- [Your assignment]
In the data, extract each line that holds the string "None".

Stored data:
[Start of section]
//! Value helpers - loose comparison, emptiness and identity keys for JSON values
//!
//! Keys arrive from heterogeneous sources: a foreign key may be stored as `10`
//! on the host and as `"10"` on the linked row. Matching therefore compares
//! loosely, numeric strings and numbers being interchangeable.

use serde_json::{Number, Value};

/// Returns true for values that carry no key: null, false, 0, "", "0", [] and {}
pub fn is_empty(value: &Value) -> bool {
    match value {
        Value::Null => true,
        Value::Bool(b) => !b,
        Value::Number(n) => n.as_f64() == Some(0.0),
        Value::String(s) => s.is_empty() || s == "0",
        Value::Array(items) => items.is_empty(),
        Value::Object(map) => map.is_empty(),
    }
}

/// Loose equality between two values
pub fn loose_eq(left: &Value, right: &Value) -> bool {
    if left == right {
        return true;
    }

    match (left, right) {
        (Value::Number(a), Value::Number(b)) => a.as_f64() == b.as_f64(),
        (Value::Number(n), Value::String(s)) | (Value::String(s), Value::Number(n)) => {
            parse_number(s).is_some_and(|parsed| Some(parsed) == n.as_f64())
        }
        (Value::String(a), Value::String(b)) => match (parse_number(a), parse_number(b)) {
            (Some(a), Some(b)) => a == b,
            _ => false,
        },
        (Value::Bool(b), other) | (other, Value::Bool(b)) => *b == !is_empty(other),
        (Value::Null, other) | (other, Value::Null) => match other {
            Value::String(s) => s.is_empty(),
            _ => is_empty(other),
        },
        _ => false,
    }
}

/// Loose membership test
pub fn contains_loose(haystack: &[Value], needle: &Value) -> bool {
    haystack.iter().any(|candidate| loose_eq(candidate, needle))
}

/// Views a value as a list: null becomes empty, arrays and objects yield their
/// elements, any other scalar becomes a one-element list
pub fn as_list(value: &Value) -> Vec<Value> {
    match value {
        Value::Null => Vec::new(),
        Value::Array(items) => items.clone(),
        Value::Object(map) => map.values().cloned().collect(),
        scalar => vec![scalar.clone()],
    }
}

/// Integer view of a key value, `None` when it does not denote an integer
pub fn to_int(value: &Value) -> Option<i64> {
    match value {
        Value::Number(n) => n.as_i64().or_else(|| n.as_f64().map(|f| f.trunc() as i64)),
        Value::String(s) => {
            let trimmed = s.trim();
            trimmed
                .parse::<i64>()
                .ok()
                .or_else(|| trimmed.parse::<f64>().ok().map(|f| f.trunc() as i64))
        }
        Value::Bool(b) => Some(i64::from(*b)),
        _ => None,
    }
}

/// Key under which a value is deduplicated.
///
/// Numbers and numeric strings collapse on their numeric value, so `10`,
/// `10.0` and `"10"` share a key. Other strings key on their text. Arrays
/// and objects are keyed by a content hash of their serialization.
pub fn identity_key(value: &Value) -> String {
    match value {
        Value::Null => "null".to_string(),
        Value::Bool(b) => String::from(if *b { "1" } else { "0" }),
        Value::Number(n) => match (n.as_i64(), n.as_u64(), n.as_f64()) {
            (Some(i), _, _) => i.to_string(),
            (None, Some(u), _) => u.to_string(),
            (None, None, Some(f)) => numeric_key(f).unwrap_or_else(|| n.to_string()),
            _ => n.to_string(),
        },
        Value::String(s) => parse_number(s).and_then(numeric_key).unwrap_or_else(|| s.clone()),
        Value::Array(_) | Value::Object(_) => format!("#{}", content_hash(value)),
    }
}

/// Canonical text of a finite number; integral values print without a fraction
fn numeric_key(f: f64) -> Option<String> {
    if !f.is_finite() {
        return None;
    }
    if f.fract() == 0.0 && f.abs() < 9.0e15 {
        return Some((f as i64).to_string());
    }
    Some(f.to_string())
}

/// Short hex digest of the canonical JSON form of a value
pub fn content_hash(value: &Value) -> String {
    let mut hasher = blake3::Hasher::new();
    hasher.update(value.to_string().as_bytes());
    hex::encode(&hasher.finalize().as_bytes()[..16])
}

/// Removes empty values and duplicates (by identity key), keeping first occurrences
pub fn unique_non_empty<I>(values: I) -> Vec<Value>
where
    I: IntoIterator<Item = Value>,
{
    let mut seen = std::collections::HashSet::new();
    values
        .into_iter()
        .filter(|value| !is_empty(value))
        .filter(|value| seen.insert(identity_key(value)))
        .collect()
}

pub(crate) fn int_value(value: i64) -> Value {
    Value::Number(Number::from(value))
}

fn parse_number(s: &str) -> Option<f64> {
    let trimmed = s.trim();
    if trimmed.is_empty() {
        return None;
    }
    trimmed.parse::<f64>().ok()
}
[End of section]
- [Answer to the problem]
/// Integer view of a key value, `None` when it does not denote an integer
        _ => None,
            (None, Some(u), _) => u.to_string(),
            (None, None, Some(f)) => numeric_key(f).unwrap_or_else(|| n.to_string()),
        return None;
        return None;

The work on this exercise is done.